Jazz live
Publié le 31 Déc 2024

Le petit Opp’ c’était top

En novembre 2016, Jazz Magazine publiait un dossier “I Love Paris”, pour lequel Pascal Rozat avait interviewé Bernard Rabaud dont nous apprenions la disparition ce 28 décembre.

Ouvert de la fin des années 1970 à 2003, le Petit Opportun fut le club qui relança la scène parisienne dans le quartier Châtelet-les-Halles. Bernard Rabaud, son créateur et patron, se souvient. Propos recueillis Pascal Rozat dans le cadre d’un dossier “I Love Paris”.

Dans quelles circonstances avez-vous ouvert le Petit Opportun en juin 1977 ?

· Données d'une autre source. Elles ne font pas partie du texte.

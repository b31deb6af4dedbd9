//! # Sales Errors
//!
//! The error surface that command-service callers see.
//!
//! ## Error Flow
//! ```text
//! ┌─────────────────────────────────────────────────────────────────────────┐
//! │  vela_core::ValidationError ──► vela_core::CoreError ──┐                │
//! │                                                         ▼                │
//! │  RepositoryError ──────────────────────────────► SalesError ──► Caller  │
//! │                                                         ▲                │
//! │  Rule-set violations (collected) ───────────────────────┘                │
//! └─────────────────────────────────────────────────────────────────────────┘
//! ```
//!
//! Lifecycle conflicts (`AlreadyCancelled`, `CannotModifyCancelledSale`) are
//! their own variants rather than validation failures: they describe the
//! state of the aggregate, not the shape of the input.

use thiserror::Error;

use vela_core::{CoreError, Violation};

use crate::repository::RepositoryError;

/// Result type for sales operations.
pub type SalesResult<T> = Result<T, SalesError>;

/// Errors produced by the sale command service.
#[derive(Debug, Error)]
pub enum SalesError {
    /// A referenced entity does not exist.
    #[error("{entity} not found: {id}")]
    NotFound { entity: &'static str, id: String },

    /// The sale or item is already cancelled; cancelling twice is a
    /// caller error, not a silent no-op.
    #[error("{entity} {id} is already cancelled")]
    AlreadyCancelled { entity: &'static str, id: String },

    /// Mutating commands are rejected once a sale is cancelled.
    #[error("Sale {id} is cancelled and cannot be modified")]
    CannotModifyCancelledSale { id: String },

    /// One or more collected field/rule violations.
    #[error("Validation failed with {} violation(s)", .0.len())]
    Validation(Vec<Violation>),

    /// Business rule violation from the core policy.
    #[error(transparent)]
    Core(#[from] CoreError),

    /// Storage collaborator failure.
    #[error(transparent)]
    Repository(#[from] RepositoryError),
}

impl SalesError {
    /// A sale that does not exist in the repository.
    pub fn sale_not_found(id: impl Into<String>) -> Self {
        SalesError::NotFound {
            entity: "Sale",
            id: id.into(),
        }
    }

    /// A sale item that does not exist on the loaded sale.
    pub fn item_not_found(id: impl Into<String>) -> Self {
        SalesError::NotFound {
            entity: "Sale item",
            id: id.into(),
        }
    }

    /// A product the catalog cannot price.
    pub fn product_not_found(id: impl Into<String>) -> Self {
        SalesError::NotFound {
            entity: "Product",
            id: id.into(),
        }
    }

    /// A sale that is already cancelled.
    pub fn sale_already_cancelled(id: impl Into<String>) -> Self {
        SalesError::AlreadyCancelled {
            entity: "Sale",
            id: id.into(),
        }
    }

    /// A sale item that is already cancelled.
    pub fn item_already_cancelled(id: impl Into<String>) -> Self {
        SalesError::AlreadyCancelled {
            entity: "Sale item",
            id: id.into(),
        }
    }
}

// =============================================================================
// Unit Tests
// =============================================================================

#[cfg(test)]
mod tests {
    use super::*;

    #[test]
    fn test_error_messages() {
        let err = SalesError::sale_not_found("abc-123");
        assert_eq!(err.to_string(), "Sale not found: abc-123");

        let err = SalesError::item_already_cancelled("item-9");
        assert_eq!(err.to_string(), "Sale item item-9 is already cancelled");

        let err = SalesError::CannotModifyCancelledSale {
            id: "abc-123".to_string(),
        };
        assert_eq!(
            err.to_string(),
            "Sale abc-123 is cancelled and cannot be modified"
        );
    }

    #[test]
    fn test_validation_message_counts_violations() {
        let err = SalesError::Validation(vec![
            Violation::message("items", "at least one item is required"),
            Violation::message("branch_id", "branch_id is required"),
        ]);
        assert_eq!(err.to_string(), "Validation failed with 2 violation(s)");
    }

    #[test]
    fn test_core_error_converts() {
        let core = CoreError::InvalidQuantity { quantity: 25 };
        let err: SalesError = core.into();
        assert!(matches!(err, SalesError::Core(_)));
    }
}
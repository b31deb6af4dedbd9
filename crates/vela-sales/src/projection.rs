//! # Read Projections
//!
//! Serializable views returned by the command service.
//!
//! Views are flat snapshots: money as integer cents, identifiers as strings,
//! no behavior. Callers render and localize themselves.

use chrono::{DateTime, Utc};
use serde::{Deserialize, Serialize};

use crate::sale::{Sale, SaleItem};

/// Snapshot of one sale line.
#[derive(Debug, Clone, PartialEq, Serialize, Deserialize)]
#[serde(rename_all = "camelCase")]
pub struct SaleItemView {
    pub id: String,
    pub product_id: String,
    pub quantity: i64,
    pub unit_price: i64,
    pub discount_percent: u32,
    pub subtotal: i64,
    pub discount_amount: i64,
    pub total: i64,
    pub is_cancelled: bool,
    #[serde(skip_serializing_if = "Option::is_none")]
    pub cancelled_at: Option<DateTime<Utc>>,
}

impl From<&SaleItem> for SaleItemView {
    fn from(item: &SaleItem) -> Self {
        SaleItemView {
            id: item.id().to_string(),
            product_id: item.product_id().to_string(),
            quantity: item.quantity(),
            unit_price: item.unit_price().cents(),
            discount_percent: item.discount_percent(),
            subtotal: item.subtotal().cents(),
            discount_amount: item.discount_amount().cents(),
            total: item.total().cents(),
            is_cancelled: item.is_cancelled(),
            cancelled_at: item.cancelled_at(),
        }
    }
}

/// Snapshot of a whole sale.
#[derive(Debug, Clone, PartialEq, Serialize, Deserialize)]
#[serde(rename_all = "camelCase")]
pub struct SaleView {
    pub id: String,
    pub number: String,
    pub branch_id: String,
    pub customer_id: String,
    pub sale_date: DateTime<Utc>,
    pub items: Vec<SaleItemView>,
    pub subtotal: i64,
    pub discount_total: i64,
    pub total_amount: i64,
    pub is_cancelled: bool,
    #[serde(skip_serializing_if = "Option::is_none")]
    pub cancelled_at: Option<DateTime<Utc>>,
    pub created_at: DateTime<Utc>,
    pub updated_at: DateTime<Utc>,
}

impl From<&Sale> for SaleView {
    fn from(sale: &Sale) -> Self {
        SaleView {
            id: sale.id().to_string(),
            number: sale.number().to_string(),
            branch_id: sale.branch_id().to_string(),
            customer_id: sale.customer_id().to_string(),
            sale_date: sale.sale_date(),
            items: sale.items().iter().map(SaleItemView::from).collect(),
            subtotal: sale.subtotal().cents(),
            discount_total: sale.discount_total().cents(),
            total_amount: sale.total_amount().cents(),
            is_cancelled: sale.is_cancelled(),
            cancelled_at: sale.cancelled_at(),
            created_at: sale.audit().created_at,
            updated_at: sale.audit().updated_at,
        }
    }
}

// =============================================================================
// Unit Tests
// =============================================================================

#[cfg(test)]
mod tests {
    use super::*;
    use chrono::Utc;
    use vela_core::Money;

    #[test]
    fn test_view_mirrors_sale() {
        let mut sale = Sale::new(
            "20260825-0001",
            "550e8400-e29b-41d4-a716-446655440000",
            "550e8400-e29b-41d4-a716-446655440001",
            Utc::now(),
        );
        sale.add_item(
            "550e8400-e29b-41d4-a716-446655440002",
            5,
            Money::from_cents(10_000),
        )
        .unwrap();

        let view = SaleView::from(&sale);
        assert_eq!(view.number, "20260825-0001");
        assert_eq!(view.items.len(), 1);
        assert_eq!(view.items[0].discount_percent, 10);
        assert_eq!(view.items[0].total, 45_000);
        assert_eq!(view.total_amount, 45_000);
        assert!(!view.is_cancelled);
    }

    #[test]
    fn test_view_serializes_camel_case() {
        let sale = Sale::new(
            "20260825-0001",
            "550e8400-e29b-41d4-a716-446655440000",
            "550e8400-e29b-41d4-a716-446655440001",
            Utc::now(),
        );
        let json = serde_json::to_value(SaleView::from(&sale)).unwrap();

        assert!(json.get("totalAmount").is_some());
        assert!(json.get("branchId").is_some());
        // None cancelled_at is omitted entirely
        assert!(json.get("cancelledAt").is_none());
    }
}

Après avoir étudié l’architecture comme mon père, j’ai décroché mon diplôme, mais je n’avais pas envie de faire le métier. Alors, avec quelques copains musiciens, nous avons monté le grand orchestre du Splendid. À ce moment-là, on trouvait qu’il ne se passait pas grand-chose à Paris : il n’y avait quasiment plus aucun club, d’où l’idée d’en ouvrir un. Je me suis alors associé à une amie qui avait déjà tenu des établissements et connaissait un peu le métier. Un jour, ma femme a trouvé un café à vendre, Chez Yvonne, à l’angle de la rue des Lavandières Sainte-Opportune et de la rue Jean Lantier. Madame Yvonne y tenait un restaurant au rez-de-chaussée, le sous-sol servait de cave à vins, quant au premier étage, on y louait des chambres à l’heure. Nous l’avons acheté – à l’époque, c’était encore abordable – et c’est ainsi que tout a commencé.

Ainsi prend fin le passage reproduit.